E com essa ideia que era uma conversa e foi para os stories… eu consigo escrever um texto. E esse texto vira um post. E com esse post eu consigo te ensinar algo e mostrar meu trabalho.
E isso diz mais sobre mim e sobre a Palombina do que qualquer story “perfeito” dizendo “bom dia, agenda lotada, empreendendo”.
Porque mostra fluência. Mostra processo. Mostra repertório. Mostra que o trabalho acontece enquanto a vida acontece. E o conteúdo também.

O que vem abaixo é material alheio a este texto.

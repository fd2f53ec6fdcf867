use anyhow::{Context, Result};
use clap::Parser;
use doorwatch_core::{IdentityId, Settings};
use std::sync::atomic::Ordering;
use std::time::Duration;
use tracing_subscriber::EnvFilter;

mod engine;
mod pipeline;
mod registration;

/// How long a stop request may take to finish the frame in flight.
const SHUTDOWN_GRACE: Duration = Duration::from_secs(5);

#[derive(Parser)]
#[command(name = "doorwatchd", version, about = "Door camera face detection daemon")]
struct Args {
    /// Register a face for this employee id instead of running detection
    #[arg(long, value_name = "ID")]
    register: Option<i64>,
}

#[tokio::main]
async fn main() -> Result<()> {
    tracing_subscriber::fmt()
        .with_env_filter(EnvFilter::from_default_env())
        .init();

    let args = Args::parse();
    let settings = Settings::load().context("failed to load configuration")?;
    let mode = match args.register {
        Some(id) => engine::Mode::Register(IdentityId(id)),
        None => engine::Mode::Detect,
    };

    tracing::info!(
        ?mode,
        server = %settings.server.url,
        camera = %settings.camera_device,
        camera_name = %settings.camera_name,
        "doorwatchd starting"
    );

    let engine::EngineHandle { stop, mut done } = engine::spawn_engine(settings, mode)?;

    let finished = tokio::select! {
        result = &mut done => result,
        signal = tokio::signal::ctrl_c() => {
            signal.context("failed to listen for ctrl-c")?;
            tracing::info!("stop requested");
            stop.store(true, Ordering::Relaxed);
            match tokio::time::timeout(SHUTDOWN_GRACE, &mut done).await {
                Ok(result) => result,
                Err(_) => {
                    tracing::warn!("engine still busy after stop request; exiting anyway");
                    return Ok(());
                }
            }
        }
    };

    finished
        .map_err(|_| engine::EngineError::ChannelClosed)?
        .context("engine failed")?;
    tracing::info!("doorwatchd stopped");
    Ok(())
}
//! Session-authenticated JSON-RPC client for the attendance server.
//!
//! One [`OdooClient`] backs the identity directory, the event log and the
//! attendance ledger. It is blocking: create and use it off the async runtime.

use crate::contracts::{
    self, AttendanceRow, AuthenticateParams, AuthenticateResult, DetectionRow,
    FetchIdentitiesParams, IdentityRow, RegisterParams, RegisterReply, RpcRequest, RpcResponse,
    SearchReadParams, SubmitDetectionParams, SubmitDetectionReply, CONTRACT_VERSION,
};
use base64::engine::general_purpose::STANDARD as BASE64;
use base64::Engine;
use chrono::{DateTime, Utc};
use doorwatch_core::ports::{DirectoryEntry, EncodingUpsert, SubmitReceipt};
use doorwatch_core::{
    AttendanceLedger, AttendanceRecord, DetectionEvent, DetectionStore, EventLog,
    IdentityDirectory, IdentityId, ServerSettings, ServiceError,
};
use reqwest::blocking::Client;
use secrecy::ExposeSecret;
use serde::de::DeserializeOwned;
use serde::Serialize;
use std::sync::atomic::{AtomicU64, Ordering};

const SESSION: &str = "session";

/// Upper bound on attendance rows fetched per detection.
const LEDGER_QUERY_LIMIT: u32 = 16;

pub struct OdooClient {
    base_url: String,
    client: Client,
    uid: i64,
    next_id: AtomicU64,
}

impl OdooClient {
    /// Open a session. Fails if the server is unreachable or refuses the credentials.
    pub fn connect(settings: &ServerSettings) -> Result<Self, ServiceError> {
        let client = Client::builder()
            .cookie_store(true)
            .timeout(settings.request_timeout)
            .build()
            .map_err(|e| ServiceError::Connectivity {
                service: SESSION,
                message: format!("failed to build http client: {e}"),
            })?;

        let mut this = Self {
            base_url: settings.url.trim_end_matches('/').to_string(),
            client,
            uid: 0,
            next_id: AtomicU64::new(1),
        };

        let params = AuthenticateParams {
            db: &settings.database,
            login: &settings.username,
            password: settings.password.expose_secret(),
        };
        let result: AuthenticateResult =
            this.call(SESSION, "/web/session/authenticate", &params)?;
        this.uid = result.uid.ok_or(ServiceError::Rejected {
            service: SESSION,
            message: format!("login refused for {}", settings.username),
        })?;

        tracing::info!(
            url = %this.base_url,
            database = %settings.database,
            uid = this.uid,
            "authenticated with attendance server"
        );
        Ok(this)
    }

    /// POST a JSON-RPC `call` envelope to `route` and unwrap its result.
    fn call<P, R>(&self, service: &'static str, route: &str, params: &P) -> Result<R, ServiceError>
    where
        P: Serialize,
        R: DeserializeOwned,
    {
        let id = self.next_id.fetch_add(1, Ordering::Relaxed);
        let url = format!("{}{route}", self.base_url);
        tracing::debug!(service, route, id, "rpc call");

        let response = self
            .client
            .post(&url)
            .json(&RpcRequest::call(id, params))
            .send()
            .map_err(|e| ServiceError::Connectivity {
                service,
                message: e.to_string(),
            })?;

        let status = response.status();
        if status.is_server_error() {
            return Err(ServiceError::Connectivity {
                service,
                message: format!("HTTP {status} from {route}"),
            });
        }
        if !status.is_success() {
            return Err(ServiceError::Rejected {
                service,
                message: format!("HTTP {status} from {route}"),
            });
        }

        let envelope: RpcResponse<R> = response.json().map_err(|e| ServiceError::Protocol {
            service,
            message: format!("undecodable response from {route}: {e}"),
        })?;
        envelope.into_result(service)
    }

    fn search_read<R: DeserializeOwned>(
        &self,
        service: &'static str,
        params: &SearchReadParams<'_>,
    ) -> Result<Vec<R>, ServiceError> {
        let route = format!("/web/dataset/call_kw/{}/search_read", params.model);
        self.call(service, &route, params)
    }
}

impl IdentityDirectory for OdooClient {
    fn fetch_known_identities(&self) -> Result<Vec<DirectoryEntry>, ServiceError> {
        let rows: Vec<IdentityRow> = self.call(
            contracts::DIRECTORY,
            "/face_attendance/employees",
            &FetchIdentitiesParams {
                contract_version: CONTRACT_VERSION,
            },
        )?;
        Ok(rows.into_iter().map(Into::into).collect())
    }

    fn register(&self, upsert: &EncodingUpsert) -> Result<String, ServiceError> {
        let params = RegisterParams {
            contract_version: CONTRACT_VERSION,
            employee_id: upsert.identity.0,
            encoding: upsert.encoding.clone(),
            face_image_base64: upsert.image.as_ref().map(|img| BASE64.encode(img)),
        };
        let reply: RegisterReply =
            self.call(contracts::DIRECTORY, "/face_attendance/register", &params)?;
        reply.into_result()
    }
}

impl EventLog for OdooClient {
    fn submit(&self, event: &DetectionEvent) -> Result<SubmitReceipt, ServiceError> {
        let params = SubmitDetectionParams::from_event(event);
        let reply: SubmitDetectionReply =
            self.call(contracts::EVENT_LOG, "/face_attendance/log", &params)?;
        reply.into_receipt()
    }
}

impl DetectionStore for OdooClient {
    fn detections_between(
        &self,
        from: DateTime<Utc>,
        to: DateTime<Utc>,
        identities: Option<&[IdentityId]>,
    ) -> Result<Vec<DetectionEvent>, ServiceError> {
        let params = SearchReadParams::new(
            contracts::DETECTION_MODEL,
            contracts::detection_domain(from, to, identities),
            contracts::DETECTION_FIELDS,
            "detection_time desc",
            None,
        );
        let rows: Vec<DetectionRow> = self.search_read(contracts::EVENT_LOG, &params)?;
        rows.into_iter().map(DetectionRow::into_event).collect()
    }
}

impl AttendanceLedger for OdooClient {
    fn records_near(
        &self,
        identity: IdentityId,
        start: DateTime<Utc>,
        end: DateTime<Utc>,
    ) -> Result<Vec<AttendanceRecord>, ServiceError> {
        let params = SearchReadParams::new(
            contracts::ATTENDANCE_MODEL,
            contracts::attendance_domain(identity, start, end),
            contracts::ATTENDANCE_FIELDS,
            "check_in desc",
            Some(LEDGER_QUERY_LIMIT),
        );
        let rows: Vec<AttendanceRow> = self.search_read(contracts::LEDGER, &params)?;
        rows.into_iter().map(AttendanceRow::into_record).collect()
    }
}
//! HTTP client for the face localizer/encoder sidecar.
//!
//! Frames are sent as base64 8-bit grayscale. The sidecar answers with
//! boxes (`/v1/localize`) or one encoding per box (`/v1/encode`).

use crate::contracts::CONTRACT_VERSION;
use base64::engine::general_purpose::STANDARD as BASE64;
use base64::Engine;
use doorwatch_core::{BoundingBox, EncoderError, Embedding, FaceEncoder};
use reqwest::blocking::Client;
use serde::de::DeserializeOwned;
use serde::{Deserialize, Serialize};
use std::time::Duration;

#[derive(Debug, Serialize)]
struct FrameRequest<'a> {
    contract_version: u32,
    width: u32,
    height: u32,
    format: &'static str,
    pixels: String,
    #[serde(skip_serializing_if = "Option::is_none")]
    faces: Option<&'a [BoundingBox]>,
}

#[derive(Debug, Deserialize)]
struct LocalizeReply {
    faces: Vec<BoundingBox>,
}

#[derive(Debug, Deserialize)]
struct EncodeReply {
    encodings: Vec<Vec<f32>>,
}

pub struct HttpFaceEncoder {
    base_url: String,
    client: Client,
}

impl HttpFaceEncoder {
    pub fn new(base_url: &str, timeout: Duration) -> Result<Self, EncoderError> {
        let client = Client::builder()
            .timeout(timeout)
            .build()
            .map_err(|e| EncoderError::Unavailable(format!("failed to build http client: {e}")))?;
        Ok(Self {
            base_url: base_url.trim_end_matches('/').to_string(),
            client,
        })
    }

    fn post<R: DeserializeOwned>(
        &self,
        path: &str,
        body: &FrameRequest<'_>,
    ) -> Result<R, EncoderError> {
        let url = format!("{}{path}", self.base_url);
        let response = self
            .client
            .post(&url)
            .json(body)
            .send()
            .map_err(|e| EncoderError::Unavailable(e.to_string()))?;
        let status = response.status();
        if !status.is_success() {
            return Err(EncoderError::Unavailable(format!("HTTP {status} from {path}")));
        }
        response
            .json()
            .map_err(|e| EncoderError::InvalidOutput(format!("{path}: {e}")))
    }
}

fn frame_request<'a>(
    frame: &[u8],
    width: u32,
    height: u32,
    faces: Option<&'a [BoundingBox]>,
) -> Result<FrameRequest<'a>, EncoderError> {
    let expected = (width as usize) * (height as usize);
    if frame.len() != expected {
        return Err(EncoderError::InvalidOutput(format!(
            "frame buffer is {} bytes, expected {expected}",
            frame.len()
        )));
    }
    Ok(FrameRequest {
        contract_version: CONTRACT_VERSION,
        width,
        height,
        format: "gray8",
        pixels: BASE64.encode(frame),
        faces,
    })
}

fn check_boxes(faces: Vec<BoundingBox>) -> Result<Vec<BoundingBox>, EncoderError> {
    for b in &faces {
        let values = [b.x, b.y, b.width, b.height];
        if values.iter().any(|v| !v.is_finite()) || b.width <= 0.0 || b.height <= 0.0 {
            return Err(EncoderError::InvalidOutput(format!("degenerate face box {b:?}")));
        }
    }
    Ok(faces)
}

fn check_encodings(encodings: Vec<Vec<f32>>, boxes: usize) -> Result<Vec<Embedding>, EncoderError> {
    if encodings.len() != boxes {
        return Err(EncoderError::InvalidOutput(format!(
            "{} encodings for {boxes} faces",
            encodings.len()
        )));
    }
    Ok(encodings.into_iter().map(Embedding::new).collect())
}

impl FaceEncoder for HttpFaceEncoder {
    fn localize(
        &mut self,
        frame: &[u8],
        width: u32,
        height: u32,
    ) -> Result<Vec<BoundingBox>, EncoderError> {
        let body = frame_request(frame, width, height, None)?;
        let reply: LocalizeReply = self.post("/v1/localize", &body)?;
        check_boxes(reply.faces)
    }

    fn encode(
        &mut self,
        frame: &[u8],
        width: u32,
        height: u32,
        faces: &[BoundingBox],
    ) -> Result<Vec<Embedding>, EncoderError> {
        if faces.is_empty() {
            return Ok(Vec::new());
        }
        let body = frame_request(frame, width, height, Some(faces))?;
        let reply: EncodeReply = self.post("/v1/encode", &body)?;
        check_encodings(reply.encodings, faces.len())
    }
}

#[cfg(test)]
mod tests {
    use super::*;

    #[test]
    fn test_frame_request_encodes_pixels() {
        let req = frame_request(&[0, 255, 128, 1], 2, 2, None).unwrap();
        let json = serde_json::to_value(&req).unwrap();
        assert_eq!(json["format"], "gray8");
        assert_eq!(json["pixels"], "AP+AAQ==");
        assert!(json.get("faces").is_none());
    }

    #[test]
    fn test_frame_request_rejects_wrong_length() {
        assert!(frame_request(&[0; 3], 2, 2, None).is_err());
    }

    #[test]
    fn test_encoding_count_must_match_boxes() {
        let err = check_encodings(vec![vec![0.1; 4]], 2).unwrap_err();
        assert!(matches!(err, EncoderError::InvalidOutput(_)));
        assert_eq!(check_encodings(vec![vec![0.1; 4]; 2], 2).unwrap().len(), 2);
    }

    #[test]
    fn test_degenerate_box_rejected() {
        let reply: LocalizeReply = serde_json::from_str(
            r#"{"faces": [{"x": 1.0, "y": 2.0, "width": 0.0, "height": 10.0}]}"#,
        )
        .unwrap();
        assert!(check_boxes(reply.faces).is_err());
    }
}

E isso, no fim, é o que o público quer ver: não a sua vida como fofoca, mas a sua vida como contexto de uma marca que existe com intenção.
Então da próxima vez que você for postar um story e pensar: “ah, mas isso não tem nada a ver com o meu trabalho…”, respira e troca a pergunta para uma dessas:
Isso explica algo sobre mim?
Isso sustenta minha narrativa?
Isso mostra como eu penso?
Isso constrói confiança?
Se sim, posta.
Porque criar conteúdo não é seguir protocolo. E as vezes nem racionalizar o processo tanto assim. Tampouco pensar no cenário mais lindo e maravilhosos possível. É aprender a enxergar histórias no simples — sem se expor além do que é saudável. E usar isso como ponte para mostrar o que você faz de verdade.